New York: the Christmas spirit wakes up the ghost town

Translated by Margot Daniele, proofread by Coralie Frachisse

For many people, Christmas time and the holiday season are all about looking back to what has been done over the past year. And this year, the name of the virus that caused a global pandemic will have evidently marked us all as it made many governments order that their populations be on lockdown for months, which led to a serious economic crisis and caused 1  704  065 deaths across the world (figure of 22 December 2020). This year, COVID-19 makes us look back at the events of the past year with grief and review a year that mostly “lacked events” for many. But all around the world, Christmas time remains synonymous with festivities. In New York, despite COVID-19, the traditional Christmas animations somehow survived. For many people, the Christmas spirit seems to be necessary now more than ever.

The impact of the virus

This year, New York was hit hard by the pandemic. During the first wave, it was one of the cities of the United States that was hit the hardest by the virus. On December 22, 2020, 24  735 victims died of COVID-19 in New York City. Like in many parts of the world, New Yorkers had to be in lockdown for two and a half months before summer. Since October 2020, a lockdown that was this time partial was put in place in some neighborhoods of Brooklyn and Queens, where a reemergence of the virus had been observed. Finally, schools were closed again at the beginning of November 2020, when schools had only been reopened in September. New York authorities have clearly learnt from their mistakes and the pandemic seems to be more or less under control for now (December 2020). The rate of contamination is maintained at a very low level thanks to greater control of the virus and measures which slowed down the city.

However, New York has been transformed by successive waves of contamination. The city was notably famous for being vibrant: shows, museums, restaurants, a variety of entertainments, nightlife, and culture. Unfortunately, “the city that never sleeps” has become “the ghost town”.

Tweet from Donald Trump

On October 12, 2020, the former President of the United States wrote on his Twitter account “New York has gone to hell. Vote Trump”, suggesting that the city had been experiencing a descent into hell. On October 22, 2020, during a debate against Joe Biden, Donald Trump had also qualified New York as a “ghost town”.

“For so many years I’ve loved it, it was vibrant. It’s dying, everyone is leaving New York” he said at the time. 

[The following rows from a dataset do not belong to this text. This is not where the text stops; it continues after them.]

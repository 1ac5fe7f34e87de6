//! The session link: handshake, ordered attribute writes and liveness.
//!
//! A [`LinkProtocol`] sits between a [`NonBlockingSocket`] and the session. It turns local
//! attribute writes into sequenced `AttributeWrite` messages, resends them until the peer
//! acknowledges, and turns the peer's writes into [`LinkEvent::AttributeChanged`]
//! notifications in the order they were issued.

mod event;
mod state;

pub use event::LinkEvent;
pub use state::LinkState;

use crate::attributes::{format_uuid, Attribute, SERVICE_UUID};
use crate::network::codec;
use crate::network::messages::{Message, MessageBody, MessageHeader};
use crate::report_violation_to;
use crate::rng::{random, Pcg32, RandomValue, Rng, SeedableRng};
use crate::sessions::config::LinkConfig;
use crate::telemetry::{ViolationKind, ViolationObserver, ViolationSeverity};
use crate::{Address, GameError, NonBlockingSocket, Role};
use tracing::{debug, trace};

use std::collections::vec_deque::Drain;
use std::collections::{BTreeSet, VecDeque};
use std::sync::Arc;
use web_time::{Duration, Instant};

/// A write the peer has not acknowledged yet.
#[derive(Debug, Clone, Copy, PartialEq, Eq)]
struct PendingWrite {
    seq: u32,
    attribute: Attribute,
    value: i32,
}

/// One end of the session link.
///
/// The host waits for the guest to connect; the guest knows the host address and keeps
/// asking. Both ends then exchange writes until the link drops, after which they go back to
/// discovering with fresh sequence numbers.
///
/// ```
/// use princess_of_fire::network::protocol::{LinkProtocol, LinkState};
/// use princess_of_fire::LinkConfig;
/// use std::net::SocketAddr;
/// use web_time::Instant;
///
/// let host_addr: SocketAddr = "127.0.0.1:7000".parse().unwrap();
/// let mut guest = LinkProtocol::guest(host_addr, LinkConfig::default(), None);
/// guest.start(Instant::now()).unwrap();
/// assert_eq!(guest.state(), LinkState::Discovering);
/// ```
pub struct LinkProtocol<A: Address> {
    role: Role,
    config: LinkConfig,
    send_queue: VecDeque<Message>,
    event_queue: VecDeque<LinkEvent>,

    // state
    state: LinkState,
    closed: bool,
    connect_nonces: BTreeSet<u32>,
    disconnect_notify_sent: bool,
    pending_warning_sent: bool,
    magic: u16,

    // the other end
    host_addr: Option<A>,
    peer_addr: Option<A>,
    remote_magic: u16,

    // ordered writes
    next_send_seq: u32,
    pending_writes: VecDeque<PendingWrite>,
    last_recv_seq: u32,

    // timers
    last_send_time: Instant,
    last_recv_time: Instant,
    last_resend_time: Instant,
    last_connect_attempt: Instant,
    disconnected_at: Instant,

    /// Seeded from `LinkConfig::rng_seed`. When `None`, the thread-local RNG is used.
    rng: Option<Pcg32>,
    observer: Option<Arc<dyn ViolationObserver>>,
}

impl<A: Address> std::fmt::Debug for LinkProtocol<A> {
    fn fmt(&self, f: &mut std::fmt::Formatter<'_>) -> std::fmt::Result {
        f.debug_struct("LinkProtocol")
            .field("role", &self.role)
            .field("state", &self.state)
            .field("peer_addr", &self.peer_addr)
            .field("magic", &self.magic)
            .field("remote_magic", &self.remote_magic)
            .field("next_send_seq", &self.next_send_seq)
            .field("last_recv_seq", &self.last_recv_seq)
            .field("pending_writes", &self.pending_writes.len())
            .finish_non_exhaustive()
    }
}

Indeed, many New Yorkers have left the metropolis due to the pandemic. Those who are the wealthiest are staying at their second home. Numerous people who had moved to New York have gone back to their hometown. In addition, the headquarters of companies relocate as city center rents are becoming too expensive in times of crisis, restaurants and theaters remain closed, the absence of tourists in the streets due to the closure of borders when coming from various regions of the world is quite unprecedented, not to mention remote working. As a result, streets that are usually packed are now nearly empty and the city is a shell of what it used to be.

Times Square empty during the lockdown in New York (Photo by Paulo Silva on Unsplash)

Christmas in New York

Despite everything, Christmas is here, and New York is known to be one of the most prized locations in the world at this time of the year. It is for a good reason that it has become so famous around Christmas. Thus, even though typical events have been canceled, such as the “Radio City Christmas Spectacular” (a traditional Christmas show performed each year with songs, dances, and humor in traditional decors), as well as the “Union Square Holiday Market” (a famous Christmas market), New York is nevertheless full of its most beautiful decorations to celebrate the season.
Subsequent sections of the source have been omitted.